_Work instructions_
What you give must be exactly the lines of the material from the first through the line that contains "records are treated.", inclusive, and no others.

_Records supplied_
^^^^^^^^
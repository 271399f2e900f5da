//! Bulk loading of raw, possibly incomplete records.
//!
//! Records arrive as loose JSON-shaped data. Each one is validated on its own: a bad record is
//! reported in the [`ImportReport`] and skipped, and the rest of the batch still goes in.

use serde::{Deserialize, Serialize};
use serde_json::Value as JsonValue;
use tracing::{debug, warn};

use crate::dictionary::Dictionary;
use crate::entry::{Definition, Entry, Term};
use crate::error::{Error, Result};

/// How strictly incomplete records are treated.
#[derive(Debug, Clone, Copy, Default, PartialEq, Eq, Serialize, Deserialize)]
#[serde(rename_all = "lowercase")]
pub enum ImportPolicy {
    /// Records without a key or a value are rejected.
    #[default]
    Reject,
    /// A missing value becomes the empty string. Records without a key are still rejected.
    Coerce,
}

/// A record as it appears in import data.
///
/// The gimmick, if any, is referred to by name and resolved while importing.
#[derive(Debug, Clone, Default, PartialEq, Eq, Serialize, Deserialize)]
#[serde(rename_all = "camelCase")]
pub struct RawRecord {
    /// The entry key.
    pub key: Option<String>,
    /// Description of the key, empty when absent.
    pub key_description: Option<String>,
    /// The entry value.
    pub value: Option<String>,
    /// Description of the value, empty when absent.
    pub value_description: Option<String>,
    /// Name of the gimmick to attach.
    pub gimmick: Option<String>,
}

impl RawRecord {
    /// Turn the record into an entry, resolving the gimmick name through `resolver`.
    pub fn validate<G>(
        self,
        policy: ImportPolicy,
        mut resolver: impl FnMut(&str) -> Option<G>,
    ) -> Result<Entry<G>> {
        let key = self.key.ok_or(Error::MissingField("key"))?;
        let value = match (self.value, policy) {
            (Some(value), _) => value,
            (None, ImportPolicy::Coerce) => String::new(),
            (None, ImportPolicy::Reject) => return Err(Error::MissingField("value")),
        };
        let gimmick = match self.gimmick {
            Some(name) => match resolver(&name) {
                Some(gimmick) => Some(gimmick),
                None => return Err(Error::UnknownGimmick(name)),
            },
            None => None,
        };

        Ok(Entry {
            term: Term::new(key, self.key_description.unwrap_or_default()),
            definition: Definition::new(value, self.value_description.unwrap_or_default()),
            gimmick,
        })
    }
}

/// A record that did not make it into the dictionary.
#[derive(Debug)]
pub struct Rejection {
    /// Position of the record in the input.
    pub index: usize,
    /// Why it was rejected.
    pub error: Error,
}

/// Outcome of an import.
#[derive(Debug, Default)]
pub struct ImportReport {
    /// Records inserted, overwrites included.
    pub inserted: usize,
    /// Records skipped, in input order.
    pub rejected: Vec<Rejection>,
}

impl ImportReport {
    /// Whether every record was inserted.
    pub fn is_clean(&self) -> bool {
        self.rejected.is_empty()
    }
}

impl<G> Dictionary<G> {
    /// Validate and insert raw records in order.
    ///
    /// ```rust
    /// use rbdict::{ImportPolicy, PlainDictionary, RawRecord};
    ///
    /// let mut dict = PlainDictionary::new();
    /// let report = dict.import_records(
    ///     [
    ///         RawRecord { key: Some("a".into()), value: Some("v1".into()), ..Default::default() },
    ///         RawRecord { key: Some("b".into()), ..Default::default() },
    ///     ],
    ///     ImportPolicy::Reject,
    ///     |_| None,
    /// );
    /// assert_eq!(report.inserted, 1);
    /// assert_eq!(report.rejected[0].index, 1);
    /// assert!(dict.lookup("b").is_none());
    /// ```
    pub fn import_records<I, F>(
        &mut self,
        records: I,
        policy: ImportPolicy,
        mut resolver: F,
    ) -> ImportReport
    where
        I: IntoIterator<Item = RawRecord>,
        F: FnMut(&str) -> Option<G>,
    {
        self.import_validated(
            records
                .into_iter()
                .map(|record| record.validate(policy, &mut resolver)),
        )
    }

    /// Validate and insert the records of a JSON array.
    ///
    /// Only input that is not a JSON array fails the whole call; elements that do not describe a
    /// record are rejected one by one.
    pub fn import_json<F>(
        &mut self,
        json: &str,
        policy: ImportPolicy,
        mut resolver: F,
    ) -> Result<ImportReport>
    where
        F: FnMut(&str) -> Option<G>,
    {
        let values: Vec<JsonValue> = serde_json::from_str(json)?;
        Ok(self.import_validated(values.into_iter().map(
            |value| -> Result<Entry<G>> {
                serde_json::from_value::<RawRecord>(value)?.validate(policy, &mut resolver)
            },
        )))
    }

    fn import_validated(
        &mut self,
        entries: impl Iterator<Item = Result<Entry<G>>>,
    ) -> ImportReport {
        let mut report = ImportReport::default();
        for (index, entry) in entries.enumerate() {
            match entry {
                Ok(entry) => {
                    self.insert_entry(entry);
                    report.inserted += 1;
                }
                Err(error) => {
                    warn!(index, error = %error, "rejected import record");
                    report.rejected.push(Rejection { index, error });
                }
            }
        }
        debug!(
            inserted = report.inserted,
            rejected = report.rejected.len(),
            entries = self.len(),
            "import finished"
        );
        report
    }
}

#[cfg(test)]
mod test {
    use serde_json::json;

    use super::*;
    use crate::entry::Gimmick;
    use crate::PlainDictionary;

    fn raw(key: Option<&str>, value: Option<&str>) -> RawRecord {
        RawRecord {
            key: key.map(String::from),
            value: value.map(String::from),
            ..Default::default()
        }
    }

    #[test]
    fn reject_policy_skips_incomplete_records() {
        let mut dict = PlainDictionary::new();
        let report = dict.import_records(
            [
                raw(Some("a"), Some("v1")),
                raw(None, Some("orphan")),
                raw(Some("b"), None),
                raw(Some("c"), Some("v3")),
            ],
            ImportPolicy::Reject,
            |_| None,
        );

        assert_eq!(report.inserted, 2);
        assert!(!report.is_clean());
        let rejected: Vec<_> = report.rejected.iter().map(|r| r.index).collect();
        assert_eq!(rejected, [1, 2]);
        assert!(matches!(report.rejected[0].error, Error::MissingField("key")));
        assert!(matches!(report.rejected[1].error, Error::MissingField("value")));
        assert_eq!(dict.len(), 2);
        assert!(dict.lookup("c").is_some());
    }

    #[test]
    fn coerce_policy_fills_missing_value() {
        let mut dict = PlainDictionary::new();
        let report = dict.import_records(
            [raw(Some("b"), None), raw(None, None)],
            ImportPolicy::Coerce,
            |_| None,
        );

        assert_eq!(report.inserted, 1);
        assert_eq!(report.rejected.len(), 1);
        assert_eq!(dict.lookup("b"), Some(&Definition::default()));
    }

    #[test]
    fn import_json_resolves_gimmicks_by_name() {
        let json = json!([
            { "key": "batu", "keyDescription": "noun", "value": "rock", "valueDescription": "id", "gimmick": "rps" },
            { "key": "cuaca", "value": "weather", "gimmick": "weather" },
            { "key": 7, "value": "not a string key" },
            { "key": "gunting", "value": "scissors" },
            { "key": "batu", "value": "stone" }
        ])
        .to_string();

        let rps = Gimmick::new(|| json!({ "message": "You win!", "titleColor": "green" }));
        let mut dict: Dictionary = Dictionary::new();
        let report = dict
            .import_json(&json, ImportPolicy::default(), |name| {
                (name == "rps").then(|| rps.clone())
            })
            .unwrap();

        assert_eq!(report.inserted, 3);
        let rejected: Vec<_> = report.rejected.iter().map(|r| r.index).collect();
        assert_eq!(rejected, [1, 2]);
        assert!(matches!(&report.rejected[0].error, Error::UnknownGimmick(name) if name == "weather"));
        assert!(matches!(report.rejected[1].error, Error::Json(_)));

        // The later "batu" record overwrote the value and dropped the gimmick.
        let hits = dict.prefix_search_key("batu");
        assert_eq!(hits[0].value, "stone");
        assert_eq!(hits[0].description, "noun");
        assert!(hits[0].gimmick.is_none());
        assert_eq!(dict.search_by_value("scissors"), Some("gunting"));
    }

    #[test]
    fn import_json_rejects_non_arrays() {
        let mut dict = PlainDictionary::new();
        let err = dict
            .import_json(r#"{ "key": "a" }"#, ImportPolicy::Reject, |_| None)
            .unwrap_err();
        assert!(matches!(err, Error::Json(_)));
        assert!(dict.is_empty());
    }

    #[test]
    fn policy_reads_from_config() {
        let policy: ImportPolicy = serde_json::from_str(r#""coerce""#).unwrap();
        assert_eq!(policy, ImportPolicy::Coerce);
        assert_eq!(ImportPolicy::default(), ImportPolicy::Reject);
    }
}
^^^^^^^^
_Solution to this task_
repository 271399f2e900f5da
//! Bulk loading of raw, possibly incomplete records.
//!
//! Records arrive as loose JSON-shaped data. Each one is validated on its own: a bad record is
//! reported in the [`ImportReport`] and skipped, and the rest of the batch still goes in.

use serde::{Deserialize, Serialize};
use serde_json::Value as JsonValue;
use tracing::{debug, warn};

use crate::dictionary::Dictionary;
use crate::entry::{Definition, Entry, Term};
use crate::error::{Error, Result};

/// How strictly incomplete records are treated.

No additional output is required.